3D printing, also known as additive manufacturing, is a method of creating a three-dimensional object layer-by-layer using a computer created design.
In 3D printing, for ‘printing’ a desired object, through an additive process, the printer places layer after layer of material until the object is created. We can consider each layer as a finely sliced cross-section of the printed item. Thus, with 3D printing, complicated shapes can be produced without consuming as much material as traditional manufacturing methods require.
PEEK (Polyether-ether-ketone) filament is considered as one of the world’s highest-performing engineering thermoplastics, offering exceptional chemical resistance and excellent mechanical properties at high temperatures.
The main applications of PEEK in additive manufacturing include metal-replacement, functional prototyping, and end-use parts for industries like aerospace, automotive, oil and gas, medical, dental, and research.
In 3D printing, print adhesion is a critical part of the process. It would be difficult to clean the bed after each print. To resolve this issue, polyetherimide (PEI), is a “relatively maintenance-free” build surface which is used for all types of filament on a heated or unheated print bed. With PEI, you would not be needing any additional adhesives such as glue or tape.
There are three broad types of 3D printing technology: sintering, melting, and stereolithography.
- Sintering is a technology where the material is heated, but not to the point of melting, to create high-resolution items. Metal powder is used for direct metal laser sintering while thermoplastic powders are used for selective laser sintering.
- Melting methods of 3D printing include powder bed fusion, electron beam melting, and direct energy deposition, these use lasers, electric arcs, or electron beams to print objects by melting the materials together at high temperatures.
- Stereolithography utilises photopolymerization to create parts. This technology uses the correct light source to interact with the material in a selective manner to cure and solidify a cross-section of the object in thin layers.
The advantages of 3D printing include:
- Bespoke geometric parts can be easily created using 3D printing technology and added complexity comes at no extra cost. 3D printing is even cheaper than subtractive production methods in some cases as no extra material is used.
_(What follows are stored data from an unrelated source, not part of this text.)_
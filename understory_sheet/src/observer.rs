// Copyright 2025 the Understory Authors
// SPDX-License-Identifier: Apache-2.0 OR MIT

//! Viewport height observation.
//!
//! A [`HeightObserver`] reports the viewport height once promptly after
//! subscribing and again on every change. Subscriptions are scoped: dropping
//! the returned [`Subscription`] tears the listener down.

use alloc::boxed::Box;
use core::fmt;

/// Listener invoked with each reported viewport height.
pub type HeightListener = Box<dyn FnMut(f64)>;

/// Source of viewport height changes.
pub trait HeightObserver {
    /// Registers `on_change` and returns a guard that unsubscribes on drop.
    ///
    /// Implementations should report the current height promptly, either
    /// synchronously from this call or on the next dispatch.
    fn subscribe(&mut self, on_change: HeightListener) -> Subscription;
}

/// Guard for an active [`HeightObserver`] subscription.
///
/// The unsubscribe action runs exactly once, either from [`Subscription::cancel`]
/// or when the guard is dropped.
#[must_use = "dropping a subscription unsubscribes immediately"]
pub struct Subscription {
    unsubscribe: Option<Box<dyn FnOnce()>>,
}

impl Subscription {
    /// Creates a guard running `unsubscribe` on release.
    pub fn new(unsubscribe: impl FnOnce() + 'static) -> Self {
        Self {
            unsubscribe: Some(Box::new(unsubscribe)),
        }
    }

    /// A guard with nothing to release.
    pub fn empty() -> Self {
        Self { unsubscribe: None }
    }

    /// Unsubscribes now.
    pub fn cancel(mut self) {
        self.release();
    }

    fn release(&mut self) {
        if let Some(unsubscribe) = self.unsubscribe.take() {
            unsubscribe();
        }
    }
}

impl Drop for Subscription {
    fn drop(&mut self) {
        self.release();
    }
}

impl fmt::Debug for Subscription {
    fn fmt(&self, f: &mut fmt::Formatter<'_>) -> fmt::Result {
        f.debug_struct("Subscription")
            .field("active", &self.unsubscribe.is_some())
            .finish()
    }
}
- The 3D manufacturing costs are relatively low as no moulds are required. The cost of a part is directly related to the amount of material used, the time taken to build the part, and any post-processing that may be required.
- Since 3D printing is based upon computer aided designs (CAD), there is no impact on manufacturing costs in case of product alterations.
- Because the technology allows small batches and in-house production, this process is ideal for prototyping, which means that products can be created faster than with more traditional manufacturing techniques, and without the reliance on external supply chains.
One needs to take care of the following limitations of 3D printing:
- Reduction of strength: Due to parts being built up layer-by-layer, the strength of the parts is reduced between 10 and 50%, as the parts manufactured are more brittle than those created by traditional manufacturing techniques.
- Large production runs are more expensive with 3D printing as economies of scale do not impact this process as they do with other traditional methods.
- 3D printed parts may not always be exact, as the accuracy of a printed part depends on the type of machine and/or process used.
- Most 3D printed parts require some form of post-processing, like sanding or smoothing to create a required finish or the removal of support struts heat treatment, etc.